Actually, if you look around there is still plenty out there in both food and wine to revive the taste buds and keep us going until the spring equinox. It’s a peak month for a lot of shellfish, such as mussels and clams, as well as brown crabs and the delicious cuttlefish and red mullet, if you have a good fishmonger. Turn the fish into a stew and serve it with a fairly full-bodied white, not too cold, such as the Lismore Barrel Fermented Sauvignon Blanc 2014 (£17.70 winepoole.co.uk £17.95 winedirect.co.uk) from the Cape in South Africa, which has both the zippy freshness associated with sauvignon blanc, but made complex and deeper with barrel ageing, giving lots of slightly spicy, smoky, richer flavours.

A good variation is a warming casserole of mussels, tomatoes, potatoes and chorizo sausage, for which you need a robust regional Spanish red such as the balsamically inflected, dark fruits and pepper Roqueta Lafou El Sender 2014 (£10.99 waitrose.com; £14.99 frazierswine.co.uk). The grenache/syrah blend, given freshness from being made in the highlands of Terra Alta in Catalonia, the wines of which are just waiting to be discovered and whose vineyards are said to have inspired some of Picasso’s first cubist paintings. And a welcome smack of sunshine in a grey month.

Among all the seasonal greens and cabbages, this also a peak season for purple sprouting broccoli, which needs a dressing of warm anchovies and/or almonds, garlic or just butter to counteract its (remember, it’s good for you…) slightly metallic bitterness.
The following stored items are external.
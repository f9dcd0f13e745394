use ai_client::tool::ToolDefinition;
use ai_client::Tool;
use async_trait::async_trait;
use rootsignal_core::Ingestor;
use serde::{Deserialize, Serialize};
use sqlx::PgPool;
use std::sync::Arc;
use uuid::Uuid;

use crate::findings::InvestigationStep;

#[derive(Debug, Deserialize)]
pub struct FollowLinkArgs {
    pub url: String,
}

#[derive(Debug, Serialize)]
pub struct FollowLinkOutput {
    pub url: String,
    pub title: Option<String>,
    pub content_preview: String,
    pub page_snapshot_id: Option<String>,
}

pub struct FollowLinkTool {
    ingestor: Arc<dyn Ingestor>,
    pool: PgPool,
    investigation_id: Uuid,
}

impl FollowLinkTool {
    pub fn new(ingestor: Arc<dyn Ingestor>, pool: PgPool, investigation_id: Uuid) -> Self {
        Self {
            ingestor,
            pool,
            investigation_id,
        }
    }
}

#[derive(Debug)]
pub struct FollowLinkError(anyhow::Error);

impl std::fmt::Display for FollowLinkError {
    fn fmt(&self, f: &mut std::fmt::Formatter<'_>) -> std::fmt::Result {
        write!(f, "{}", self.0)
    }
}

impl std::error::Error for FollowLinkError {
    fn source(&self) -> Option<&(dyn std::error::Error + 'static)> {
        self.0.source()
    }
}

#[async_trait]
impl Tool for FollowLinkTool {
    const NAME: &'static str = "follow_link";
    type Error = FollowLinkError;
    type Args = FollowLinkArgs;
    type Output = FollowLinkOutput;

    async fn definition(&self) -> ToolDefinition {
        ToolDefinition {
            name: Self::NAME.to_string(),
            description: "Fetch and read a web page. Returns the page content. Use this to follow links found in evidence or signals.".to_string(),
            parameters: serde_json::json!({
                "type": "object",
                "properties": {
                    "url": {
                        "type": "string",
                        "description": "The URL to fetch"
                    }
                },
                "required": ["url"]
            }),
        }
    }

    async fn call(&self, args: Self::Args) -> Result<Self::Output, Self::Error> {
        let step_number = InvestigationStep::next_step_number(self.investigation_id, &self.pool)
            .await
            .map_err(|e| FollowLinkError(e))?;

        let page = self
            .ingestor
            .fetch_one(&args.url)
            .await
            .map_err(|e| FollowLinkError(e.into()))?;

        let content_preview: String = page.content.chars().take(2000).collect();

        // Store as page snapshot if we have content
        let snapshot_id = if page.has_content() {
            let sid = sqlx::query_as::<_, (Uuid,)>(
                r#"
                INSERT INTO page_snapshots (url, canonical_url, content_hash, raw_content, html, fetched_via, crawled_at)
                VALUES ($1, $1, $2, $3, $4, 'investigation', NOW())
                ON CONFLICT (canonical_url, content_hash) DO UPDATE SET url = EXCLUDED.url
                RETURNING id
                "#,
            )
            .bind(&page.url)
            .bind(&page.content_hash())
            .bind(&page.content)
            .bind(&page.html)
            .fetch_one(&self.pool)
            .await
            .map_err(|e| FollowLinkError(e.into()))?;
            Some(sid.0)
        } else {
            None
        };

        // Log step
        InvestigationStep::create(
            self.investigation_id,
            step_number,
            Self::NAME,
            serde_json::json!({ "url": args.url }),
            serde_json::json!({
                "content_length": page.content.len(),
                "title": page.title,
            }),
            snapshot_id,
            &self.pool,
        )
        .await
        .map_err(|e| FollowLinkError(e))?;

        Ok(FollowLinkOutput {
            url: page.url,
            title: page.title,
            content_preview,
            page_snapshot_id: snapshot_id.map(|id| id.to_string()),
        })
    }
}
If you are having it as an asparagus-type starter or with pasta, Pugliese-style, a succulent, medium-bodied Beaujolais Villages red like the Brouilly Domaine Lathuilière Gravallon 2015 (£13.50 Corney and Barrow) works well, with the fresh, mineral quality of the wine acting as a balance.

If it’s a partner to a meat dishes, a bit weightier, but still shot through with freshness, is the sublimely elegant Tuscan Stile di Campriano Toscana 2015 (£18.20 or £16.15 as part of 12 bottle case; hhandc.co.uk), carefully aged to bring out the smooth, sweetly spiced and cherry fruit flavours of the sangiovese grape. Both warming and enlivening.
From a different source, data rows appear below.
//! Enrichment passes — compute derived properties and write them directly to Neo4j.
//!
//! Enrichment reads graph state built by the reducer and writes derived metrics
//! (diversity, actor stats, cause_heat) as SET operations on existing nodes.
//! These properties are deterministically recomputable from graph state — on replay,
//! enrichment runs fresh after the reducer finishes.
//!
//! Ownership boundary:
//! - Reducer: factual properties (title, summary, confidence, corroboration_count, etc.)
//! - Enrichment: derived properties (source_diversity, channel_diversity, external_ratio,
//!   cause_heat, signal_count)

use anyhow::Result;
use neo4rs::query;
use tracing::info;

use crate::GraphClient;

/// Stats from a full enrichment run.
#[derive(Debug, Default)]
pub struct EnrichStats {
    pub diversity_updated: u32,
    pub actor_stats_updated: u32,
    pub cause_heat_updated: u32,
}

/// Run all enrichment passes. Order matters: diversity must run before cause_heat
/// because cause_heat reads source_diversity from the graph.
pub async fn enrich(
    client: &GraphClient,
    threshold: f64,
    min_lat: f64,
    max_lat: f64,
    min_lng: f64,
    max_lng: f64,
) -> Result<EnrichStats> {
    let mut stats = EnrichStats::default();

    // 1. Diversity: count Evidence edges per entity → SET diversity properties
    stats.diversity_updated = compute_diversity(client).await?;

    // 2. Actor stats: count ACTED_IN edges per actor → SET signal_count
    stats.actor_stats_updated = compute_actor_stats(client).await?;

    // 3. Cause heat: read embeddings + diversity, compute heats → SET cause_heat
    //    (depends on diversity being written first)
    stats.cause_heat_updated =
        crate::cause_heat::compute_cause_heat(client, threshold, min_lat, max_lat, min_lng, max_lng)
            .await
            .map(|_| 0u32) // cause_heat doesn't return a count yet; TODO: return count
            .unwrap_or(0);

    info!(?stats, "Enrichment complete");
    Ok(stats)
}

/// Compute source diversity for all signal types.
///
/// For each entity with SOURCED_FROM→Evidence edges:
/// - source_diversity = count of distinct source URLs
/// - channel_diversity = count of distinct channel types
/// - external_ratio = fraction of non-primary evidence sources
///
/// Runs a single Cypher query per entity label.
async fn compute_diversity(client: &GraphClient) -> Result<u32> {
    let g = &client.graph;
    let mut updated = 0u32;

    for label in &["Gathering", "Aid", "Need", "Notice", "Tension"] {
        let q = query(&format!(
            "MATCH (n:{label})-[:SOURCED_FROM]->(ev:Evidence)
             WITH n,
                  count(DISTINCT ev.source_url) AS src_div,
                  count(DISTINCT ev.channel_type) AS ch_div,
                  count(ev) AS total,
                  count(CASE WHEN ev.relevance <> 'primary' THEN 1 END) AS non_primary
             SET n.source_diversity = src_div,
                 n.channel_diversity = ch_div,
                 n.external_ratio = CASE WHEN total = 0 THEN 0.0
                                         ELSE toFloat(non_primary) / toFloat(total) END
             RETURN count(n) AS cnt"
        ));

        let mut stream = g.execute(q).await?;
        if let Some(row) = stream.next().await? {
            let cnt: i64 = row.get("cnt").unwrap_or(0);
            updated += cnt as u32;
        }
    }

    info!(updated, "Diversity enrichment complete");
    Ok(updated)
}

/// Compute actor stats from ACTED_IN edges.
///
/// signal_count = number of ACTED_IN edges (entities the actor participated in)
/// last_active = max timestamp from ACTED_IN edges (if available) or preserved
async fn compute_actor_stats(client: &GraphClient) -> Result<u32> {
    let g = &client.graph;

    let q = query(
        "MATCH (a:Actor)-[r:ACTED_IN]->()
         WITH a, count(r) AS cnt
         SET a.signal_count = cnt
         RETURN count(a) AS updated"
    );

    let mut stream = g.execute(q).await?;
    let updated = if let Some(row) = stream.next().await? {
        let cnt: i64 = row.get("updated").unwrap_or(0);
        cnt as u32
    } else {
        0
    };

    info!(updated, "Actor stats enrichment complete");
    Ok(updated)
}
Although the game season has officially ended, you might find some pheasants still around – pot roasting is best as it keeps them moist – and there is still plenty of venison, often overlooked as an alternative to other red meats for grilling as steaks or a casseroles or pie fillings. And healthier as well. For both, the Stile di Campriano would be excellent as would a good, reliable claret such as the Vieux Chateau Guibeau 2015 St Emilion (£14.99 laithwaites.co.uk). From a village near St Emilion, actually, but don’t let that stop you enjoying the plummy, brambly merlot-dominated blend, although it will age well if you can resist. Terrific value for an area not known for its cheapness.
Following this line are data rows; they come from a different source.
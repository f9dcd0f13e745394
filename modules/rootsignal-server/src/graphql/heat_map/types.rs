use async_graphql::*;
use chrono::{DateTime, Utc};
use uuid::Uuid;

#[derive(SimpleObject, Clone)]
pub struct GqlHeatMapPoint {
    pub id: Uuid,
    pub latitude: f64,
    pub longitude: f64,
    pub weight: f64,
    pub entity_type: String,
    pub entity_id: Uuid,
    pub generated_at: DateTime<Utc>,
}

impl From<rootsignal_domains::heat_map::HeatMapPoint> for GqlHeatMapPoint {
    fn from(h: rootsignal_domains::heat_map::HeatMapPoint) -> Self {
        Self {
            id: h.id,
            latitude: h.latitude,
            longitude: h.longitude,
            weight: h.weight,
            entity_type: h.entity_type,
            entity_id: h.entity_id,
            generated_at: h.generated_at,
        }
    }
}

#[derive(SimpleObject, Clone)]
pub struct GqlZipDensity {
    pub zip_code: String,
    pub address_locality: String,
    pub latitude: f64,
    pub longitude: f64,
    pub listing_count: i32,
    pub signal_domain_counts: serde_json::Value,
}

impl From<rootsignal_domains::heat_map::ZipDensity> for GqlZipDensity {
    fn from(z: rootsignal_domains::heat_map::ZipDensity) -> Self {
        Self {
            zip_code: z.zip_code,
            address_locality: z.address_locality,
            latitude: z.latitude,
            longitude: z.longitude,
            listing_count: z.listing_count as i32,
            signal_domain_counts: z.signal_domain_counts,
        }
    }
}

#[derive(SimpleObject, Clone)]
pub struct GqlTemporalDelta {
    pub zip_code: String,
    pub latitude: f64,
    pub longitude: f64,
    pub current_count: i32,
    pub previous_count: i32,
    pub delta: i32,
    pub change_pct: f64,
}

impl From<rootsignal_domains::heat_map::TemporalDelta> for GqlTemporalDelta {
    fn from(t: rootsignal_domains::heat_map::TemporalDelta) -> Self {
        Self {
            zip_code: t.zip_code,
            latitude: t.latitude,
            longitude: t.longitude,
            current_count: t.current_count as i32,
            previous_count: t.previous_count as i32,
            delta: t.delta as i32,
            change_pct: t.change_pct,
        }
    }
}
//! Restate durable workflow for the scrape pipeline.
//!
//! Builds a scrape-chain engine and emits `EngineStarted` — the handler chain
//! runs reap → schedule → scrape → enrichment → expansion → synthesis → finalize.
//! Does NOT include situation weaving or supervisor.

use std::sync::Arc;

use restate_sdk::prelude::*;
use tracing::info;

use crate::domains::lifecycle::events::LifecycleEvent;

use super::types::{EmptyRequest, ScrapeResult, TaskRequest};
use super::ScoutDeps;

#[restate_sdk::workflow]
#[name = "ScrapeWorkflow"]
pub trait ScrapeWorkflow {
    async fn run(req: TaskRequest) -> Result<ScrapeResult, HandlerError>;
    #[shared]
    async fn get_status(req: EmptyRequest) -> Result<String, HandlerError>;
}

pub struct ScrapeWorkflowImpl {
    deps: Arc<ScoutDeps>,
}

impl ScrapeWorkflowImpl {
    pub fn with_deps(deps: Arc<ScoutDeps>) -> Self {
        Self { deps }
    }
}

impl ScrapeWorkflow for ScrapeWorkflowImpl {
    async fn run(
        &self,
        ctx: WorkflowContext<'_>,
        req: TaskRequest,
    ) -> Result<ScrapeResult, HandlerError> {
        let task_id = req.task_id.clone();

        // Status transition guard (journaled so it's skipped on replay)
        let tid = task_id.clone();
        let graph_client = self.deps.graph_client.clone();
        ctx.run(|| async move {
            let graph = rootsignal_graph::GraphStore::new(graph_client);
            let transitioned = graph
                .transition_task_phase_status(
                    &tid,
                    &[
                        "bootstrap_complete",
                        "scrape_complete",
                        "synthesis_complete",
                        "situation_weaver_complete",
                        "complete",
                    ],
                    "running_scrape",
                )
                .await
                .map_err(|e| TerminalError::new(format!("Status check failed: {e}")))?;
            if !transitioned {
                return Err(TerminalError::new(
                    "Prerequisites not met or another phase is running",
                )
                .into());
            }
            Ok(())
        })
        .await?;

        ctx.set("status", "Starting scrape pipeline...".to_string());

        let deps = self.deps.clone();
        let scope = req.scope.clone();

        let result = match ctx
            .run(|| async {
                let run_id = uuid::Uuid::new_v4().to_string();
                let engine = deps.build_scrape_engine(&scope, &run_id);
                engine
                    .emit(LifecycleEvent::EngineStarted {
                        run_id: run_id.clone(),
                    })
                    .settled()
                    .await
                    .map_err(|e| -> HandlerError { TerminalError::new(e.to_string()).into() })?;

                let state = engine.deps().state.read().await;
                let budget = engine
                    .deps()
                    .budget
                    .as_ref()
                    .map(|b| b.total_spent())
                    .unwrap_or(0);
                Ok(ScrapeResult {
                    urls_scraped: state.stats.urls_scraped,
                    signals_stored: state.stats.signals_stored,
                    spent_cents: budget,
                })
            })
            .await
        {
            Ok(v) => v,
            Err(e) => {
                super::write_task_phase_status(&self.deps, &task_id, "idle").await;
                return Err(e.into());
            }
        };

        super::write_task_phase_status(&self.deps, &task_id, "scrape_complete").await;

        ctx.set(
            "status",
            format!(
                "Scrape complete: {} URLs, {} signals",
                result.urls_scraped, result.signals_stored
            ),
        );
        info!(
            urls_scraped = result.urls_scraped,
            signals_stored = result.signals_stored,
            "ScrapeWorkflow complete"
        );

        Ok(result)
    }

    async fn get_status(
        &self,
        ctx: SharedWorkflowContext<'_>,
        _req: EmptyRequest,
    ) -> Result<String, HandlerError> {
        super::read_workflow_status(&ctx).await
    }
}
Fresh fruit is not much in evidence now, but oranges from Spain are abundant, including the unfortunately short season of blood oranges. End your February seasonal meal by eating them sliced, chilled and sprinkled with pomegranate seeds, or make into a sorbet. You should drink one of the more full-bodied, darker dessert wines such as the 5 Year Old Finest Medium Rich Madeira (£14 marksandspencer.com), packed with intense dried fruit flavours. It is a worthwhile investment because madeira lasts a long time once the bottle has been opened and has many uses: you can drizzle it over the sliced oranges or use for deglazing a pan for a simple jus for duck or that venison. So, maybe February doesn’t seem so bad after all…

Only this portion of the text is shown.